Each week a small segment of Vernon County history is published in the county papers.

For the week of 9/27/2020
by Kristen Parrott, curator

Autumn is a good time to visit the exhibits at the Vernon County Museum, with warm days and cool nights keeping the exhibit halls at a comfortable temperature. Several new exhibits opened this summer, which you might not have had a chance to see yet. One of these is “Drops of Water”, about our county’s relationship to water.

“Drops of Water” explores how water has affected the history of this area through transportation, jobs, recreation, flooding, and more.
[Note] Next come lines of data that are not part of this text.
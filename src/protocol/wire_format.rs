//! Wire format encoding and decoding.
//!
//! Every message on the DM byte stream is preceded by its length:
//! ```text
//! ┌──────────┬──────────────────────┐
//! │ Length   │ Payload (CoAP)       │
//! │ 2 bytes  │ `Length` bytes       │
//! │ uint16 BE│                      │
//! └──────────┴──────────────────────┘
//! ```
//!
//! The receive buffer holds prefix and payload together and is capped at
//! [`MAX_FRAME_BUFFER`] bytes.

use crate::error::{DmError, Result};

/// Length prefix size in bytes (fixed, exactly 2).
pub const LENGTH_FIELD_SIZE: usize = 2;

/// Maximum combined size of length prefix and payload.
pub const MAX_FRAME_BUFFER: usize = 1024;

/// Encode a payload length as the 2-byte big-endian prefix.
///
/// Fails if the length cannot be represented in 16 bits.
///
/// # Example
///
/// ```
/// use iotdm_client::protocol::encode_length;
///
/// assert_eq!(encode_length(0x0102).unwrap(), [0x01, 0x02]);
/// ```
pub fn encode_length(len: usize) -> Result<[u8; LENGTH_FIELD_SIZE]> {
    let len = u16::try_from(len).map_err(|_| {
        DmError::InvalidArgument(format!("Payload of {} bytes exceeds u16 length field", len))
    })?;
    Ok(len.to_be_bytes())
}

/// Combine the two prefix bytes into a frame length.
#[inline]
pub fn length_from_bytes(high: u8, low: u8) -> u16 {
    (u16::from(high) << 8) | u16::from(low)
}

/// Check whether a frame of `payload_len` bytes fits a receive buffer of
/// `capacity` bytes, prefix included.
#[inline]
pub fn fits_buffer(payload_len: usize, capacity: usize) -> bool {
    payload_len + LENGTH_FIELD_SIZE <= capacity
}
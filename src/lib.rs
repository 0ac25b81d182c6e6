//! # iotdm-client
//!
//! Client core of an LWM2M device-management agent.
//!
//! A device exposes objects (Server, Device, Firmware, ...) whose resources
//! the DM server reads, writes and executes. This crate provides:
//!
//! - **Objects**: a registry mapping `(object, instance, resource)` to typed
//!   callbacks, with permission checks and CoAP status mapping
//! - **Session**: SAS-token authentication, registration, backoff reconnect
//! - **Framing**: 2-byte length-prefixed messages over any byte transport
//!
//! CoAP message encoding is left to a [`ProtocolEngine`] implementation.
//!
//! ## Example
//!
//! ```
//! use iotdm_client::codec::Value;
//! use iotdm_client::object::{ObjectDescriptor, ObjectInstance, ObjectRegistry};
//!
//! struct Device {
//!     battery: i64,
//! }
//!
//! impl ObjectInstance for Device {
//!     fn instance_id(&self) -> u16 {
//!         0
//!     }
//! }
//!
//! let mut registry = ObjectRegistry::new();
//! registry
//!     .register(
//!         ObjectDescriptor::new(3)
//!             .readable(9, |d: &Device| Ok(d.battery))
//!             .with_instance(Device { battery: 87 }),
//!     )
//!     .unwrap();
//!
//! assert_eq!(registry.read(3, 0, 9), Ok(Value::Integer(87)));
//! ```

pub mod codec;
pub mod config;
pub mod engine;
pub mod error;
pub mod object;
pub mod protocol;
pub mod session;
pub mod transport;
pub mod writer;

mod client;

pub use client::{Client, ClientBuilder, WakeHandle};
pub use config::ClientConfig;
pub use engine::{EngineEvent, ProtocolEngine};
pub use error::{CallbackError, CallbackResult, DmError};
pub use session::RegistrationStatus;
The exhibit begins on the 1st floor near the museum’s main entrance, and then continues throughout the exhibit halls with a water droplet icon indicating water stories wherever they are found. For example, the Coon Creek Watershed display in the agriculture room on 2nd floor is marked with a water droplet, and so is the washboard in the ethnic exhibit on 3rd floor, because both tell water stories.

Several containers for holding or carrying water are found in the exhibit, including a plain brown ceramic water jar used by pioneers, a Victorian-era porcelain water pitcher and basin that would have been kept in a bedroom, and a rough khaki canvas water bucket issued by the U.S. Army. Also on display is a fancy silver tray and matching goblet from the late 19th century, used for serving ice water to guests, all of whom drank out of the same cup – not something we would do now!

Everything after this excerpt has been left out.